Cheim & Read is pleased to present an exhibition of new works by the American-born British painter Chantal Joffe. The show will open on May 25 and run through June 30.
With influences ranging from Piero della Francesca to Edgar Degas and Francis Bacon, Joffe has based her work on a direct and intimate observational relationship between the painter and her sitter. She is also engaged in a continuing series of candid, often searing self-portraits, and tender double portraits featuring herself and her daughter, Esme.
Joffe regards her previous show at Cheim & Read, Night Self-Portraits (May 14–June 20, 2015), as a personal breakthrough. As she told the Canadian cultural journal Border Crossings, “I felt those self-portraits were getting closer to the kind of honesty I want.”

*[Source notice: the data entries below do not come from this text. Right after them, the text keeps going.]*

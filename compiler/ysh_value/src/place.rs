//! Assignment targets.

use crate::value::Value;

/// A resolved, not yet assigned location.
///
/// Produced by the place resolver; the assignment itself is carried out by
/// the variable store.
#[derive(Clone, Debug, PartialEq)]
pub enum Place {
    /// `x`
    Named { name: String },
    /// `obj[index]`, and `obj->name` with the name as a string key.
    ObjIndex { obj: Value, index: Value },
    /// `obj.attr`
    ObjAttr { obj: Value, attr: String },
}

impl Place {
    pub fn named(name: impl Into<String>) -> Self {
        Place::Named { name: name.into() }
    }

    /// Variable name for a `Named` place.
    pub fn name(&self) -> Option<&str> {
        match self {
            Place::Named { name } => Some(name),
            Place::ObjIndex { .. } | Place::ObjAttr { .. } => None,
        }
    }
}
//! Literal decoding: numeric constants, character literals and
//! single-quoted strings.
//!
//! The lexer validates literal syntax; these functions only convert token
//! text to values. Malformed text still fails with an error rather than a
//! panic, since tokens can be synthesized by embedders.

use ysh_ir::{ClassLiteralTerm, QuoteKind, SingleQuoted, Token, TokenId};
use ysh_value::{
    invalid_float, invalid_int_literal, lookup_error, unsupported, EvalError, EvalResult, Value,
};

/// Evaluate a constant token.
pub fn eval_const(tok: &Token) -> EvalResult {
    match tok.id {
        TokenId::DecInt | TokenId::BinInt | TokenId::OctInt | TokenId::HexInt => {
            parse_int(tok.id, &tok.val).map(Value::int)
        }
        TokenId::Float => {
            let text = tok.val.replace('_', "");
            text.parse::<f64>()
                .map(Value::float)
                .map_err(|_| invalid_float(&tok.val))
        }
        TokenId::Null => Ok(Value::NULL),
        TokenId::True => Ok(Value::bool(true)),
        TokenId::False => Ok(Value::bool(false)),
        // {name: 'bob'}
        TokenId::Name => Ok(Value::string(tok.val.clone())),
        TokenId::CharOneChar
        | TokenId::CharHex
        | TokenId::CharUnicode4
        | TokenId::CharUnicode8
        | TokenId::CharUBraced
        | TokenId::CharPound => char_code(tok).map(|code| Value::int(i64::from(code))),
        TokenId::Symbol | TokenId::Lit => {
            Err(unsupported(&format!("Constant {:?} token", tok.id)))
        }
    }
}

/// Parse integer literal text in the radix named by `id`.
///
/// `_` separators are removed first, so `1_000`, `0x_FF` and `0b1010_1010`
/// are all valid.
pub fn parse_int(id: TokenId, text: &str) -> Result<i64, EvalError> {
    let digits = text.replace('_', "");
    let (radix, marker) = match id {
        TokenId::BinInt => (2, Some('b')),
        TokenId::OctInt => (8, Some('o')),
        TokenId::HexInt => (16, Some('x')),
        _ => (10, None),
    };
    let body = marker
        .and_then(|m| {
            digits
                .strip_prefix('0')
                .and_then(|rest| rest.strip_prefix(|c: char| c.eq_ignore_ascii_case(&m)))
        })
        .unwrap_or(digits.as_str());
    i64::from_str_radix(body, radix).map_err(|_| invalid_int_literal(text))
}

/// The character a one-char escape like `\n` stands for.
pub fn lookup_char_c(c: char) -> Option<char> {
    let decoded = match c {
        '0' => '\0',
        'a' => '\x07',
        'b' => '\x08',
        'e' | 'E' => '\x1b',
        'f' => '\x0c',
        'n' => '\n',
        'r' => '\r',
        't' => '\t',
        'v' => '\x0b',
        '\\' | '\'' | '"' | '?' | '$' => c,
        _ => return None,
    };
    Some(decoded)
}

/// Decode one token of a C-escaped string (`$'...'`) or eggex literal.
///
/// `\xHH` yields the code point `U+00HH`.
pub fn eval_c_string_token(tok: &Token) -> Result<String, EvalError> {
    match tok.id {
        TokenId::Lit | TokenId::Name => Ok(tok.val.clone()),
        TokenId::CharOneChar
        | TokenId::CharHex
        | TokenId::CharUnicode4
        | TokenId::CharUnicode8
        | TokenId::CharUBraced
        | TokenId::CharPound => {
            let code = char_code(tok)?;
            char::from_u32(code)
                .map(String::from)
                .ok_or_else(|| bad_char_literal(tok))
        }
        _ => Err(unsupported(&format!("String token {:?}", tok.id))),
    }
}

/// Evaluate a single-quoted string: raw `'...'` or C-escaped `$'...'`.
pub fn eval_single_quoted(node: &SingleQuoted) -> Result<String, EvalError> {
    match node.kind {
        QuoteKind::Raw => Ok(node.tokens.iter().map(|t| t.val.as_str()).collect()),
        QuoteKind::CString => {
            let mut s = String::new();
            for tok in &node.tokens {
                s.push_str(&eval_c_string_token(tok)?);
            }
            Ok(s)
        }
    }
}

/// Compile a character literal inside an eggex class `[...]`.
///
/// Byte-valued escapes become a one-element `ByteSet`, unicode escapes a
/// `CodePoint`. Returns `None` for tokens that are not character literals,
/// which leaves the term as written.
pub fn eval_char_literal_for_regex(tok: &Token) -> Result<Option<ClassLiteralTerm>, EvalError> {
    let span = tok.span;
    let term = match tok.id {
        TokenId::CharOneChar | TokenId::CharPound => ClassLiteralTerm::ByteSet {
            bytes: eval_c_string_token(tok)?.into_bytes(),
            span,
        },
        TokenId::CharHex => {
            let byte = u8::try_from(char_code(tok)?).map_err(|_| bad_char_literal(tok))?;
            ClassLiteralTerm::ByteSet {
                bytes: vec![byte],
                span,
            }
        }
        TokenId::CharUnicode4 | TokenId::CharUnicode8 | TokenId::CharUBraced => {
            ClassLiteralTerm::CodePoint {
                code: char_code(tok)?,
                span,
            }
        }
        // A bare letter like the `a` in [a b c]
        TokenId::Name | TokenId::Lit => ClassLiteralTerm::ByteSet {
            bytes: tok.val.as_bytes().to_vec(),
            span,
        },
        _ => return Ok(None),
    };
    Ok(Some(term))
}

/// Numeric value of a character-literal token.
fn char_code(tok: &Token) -> Result<u32, EvalError> {
    let val = tok.val.as_str();
    let code = match tok.id {
        // \n
        TokenId::CharOneChar => val
            .strip_prefix('\\')
            .and_then(|rest| rest.chars().next())
            .and_then(lookup_char_c)
            .map(u32::from),
        // \x7f
        TokenId::CharHex => val.strip_prefix("\\x").and_then(parse_hex),
        // \u00e9
        TokenId::CharUnicode4 => val.strip_prefix("\\u").and_then(parse_hex),
        // \U0001F600
        TokenId::CharUnicode8 => val.strip_prefix("\\U").and_then(parse_hex),
        // \u{3bc}
        TokenId::CharUBraced => val
            .strip_prefix("\\u{")
            .and_then(|rest| rest.strip_suffix('}'))
            .and_then(parse_hex),
        // #'a'
        TokenId::CharPound => val
            .strip_prefix("#'")
            .and_then(|rest| rest.chars().next())
            .map(u32::from),
        _ => None,
    };
    code.ok_or_else(|| bad_char_literal(tok))
}

fn parse_hex(digits: &str) -> Option<u32> {
    u32::from_str_radix(digits, 16).ok()
}

#[cold]
fn bad_char_literal(tok: &Token) -> EvalError {
    lookup_error(&format!("invalid character literal '{}'", tok.val)).with_span(tok.span)
}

In the current exhibition, the artist paints women and girls alone, with the exception of “Brody in Pink,” a portrait of a mop-topped, blond young man, and “Self-Portrait with Esme in a Striped Nightie,” which contrasts the soft ovals of the artist’s nearly naked body with the horizontal blue-and-white stripes of her daughter’s nightgown. Within this relatively narrow subject area, Joffe experiments wildly with form, color, texture, and approach.
There are a number of portraits of Bella, the 9-year-old daughter of a close friend, whose eyes turn toward the viewer with a startling self-confidence bordering on defiance. These canvases are executed in flat, planar color, while others are divided into stark contrasts of shadow and light, the paint laid down in slashing strokes from a loaded brush. “Red Head in Garden Chair” evokes the lurid color and sculptural chiaroscuro of German Expressionism, while “Brunette in Pink Suit” is assembled from Cubist facets and “Yellow Slacks” recalls the flattened shapes of Edouard Manet’s “Olympia.”
In two very different portraits of Esme wearing a tartan coat, Joffe differentiates the abstracted surface of the tartan fabric through her control of the paint, with one image clean and geometric, and the other thickly brushed and tactile. The paintings in this show swing between the poles of forethought and improvisation, as flurries of brushstrokes repeatedly clash and fuse across the canvas’s arena of action. Although drawing is important to her, she never delineates her forms, but rather allows color and shape to merge as a cumulation of her imaginative processes. As she told The Independent in 2014, “I paint to think.”
Born in 1969 in St. Albans, Vermont, Chantal Joffe moved to the UK as a teenager and currently lives and works in London. She holds an MA from the Royal College of Art, where she studied with Peter Doig, among others. Joffe’s work is in the permanent collections of the Cantor Center for Visual Arts at Stanford University, Stanford, California; the Institute of Contemporary Art, Boston; the Metropolitan Museum of Art, New York; the Museum of Fine Arts, Boston; the National Portrait Gallery, London and the Scottish National Gallery of Modern Art, Edinburgh.